| RECORDS SUPPLIED |
# # # # # # #

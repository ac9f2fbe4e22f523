//! Attention hotspot prediction for rendered page snapshots.
//!
//! `hotspot-core` takes the visible elements of a rendered page plus the
//! viewport and predicts where a viewer's attention lands. Two strategies
//! produce candidates: an inference-service ranking (when a credential is
//! configured) and a deterministic heuristic that is always available and
//! used as the fallback. Inference candidates pass through greedy
//! IoU suppression before being returned.

pub mod config;
pub mod logging;
pub mod predictor;
pub mod scoring;
pub mod snapshot;
pub mod types;

pub use config::{InferenceConfig, PredictorConfig};
pub use predictor::HotspotPredictor;
pub use types::{ElementDescriptor, FontWeight, Hotspot, Viewport};
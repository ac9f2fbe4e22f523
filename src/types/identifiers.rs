use serde::{Deserialize, Serialize};
use sha2::{Digest, Sha256};

use super::element::ElementDescriptor;
use super::geometry::Viewport;

/// Content hash of a (viewport, elements) input.
///
/// Two calls with identical input carry identical versions, so callers can
/// key an external cache on it.
#[derive(Debug, Clone, PartialEq, Eq, Hash, Serialize, Deserialize)]
#[serde(transparent)]
pub struct SnapshotVersion(String);

#[derive(Serialize)]
struct CanonicalInput<'a> {
    viewport: &'a Viewport,
    elements: &'a [ElementDescriptor],
}

impl SnapshotVersion {
    pub fn from_content(content: &[u8]) -> Self {
        let mut hasher = Sha256::new();
        hasher.update(content);

        let hash = hasher.finalize();
        let hex = hex::encode(hash);

        SnapshotVersion(format!("sha256:{hex}"))
    }

    /// Hash the canonical JSON encoding of the input.
    pub fn compute(viewport: &Viewport, elements: &[ElementDescriptor]) -> Self {
        let canonical = CanonicalInput { viewport, elements };
        // Serializing plain structs of strings and numbers cannot fail.
        let bytes = serde_json::to_vec(&canonical).unwrap_or_default();
        Self::from_content(&bytes)
    }

    pub fn as_str(&self) -> &str {
        &self.0
    }
}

# # # # # # #

Every line in the entries above that mentions the word "rendered" must be shown.

//! Attention hotspot prediction for rendered page snapshots.
//! `hotspot-core` takes the visible elements of a rendered page plus the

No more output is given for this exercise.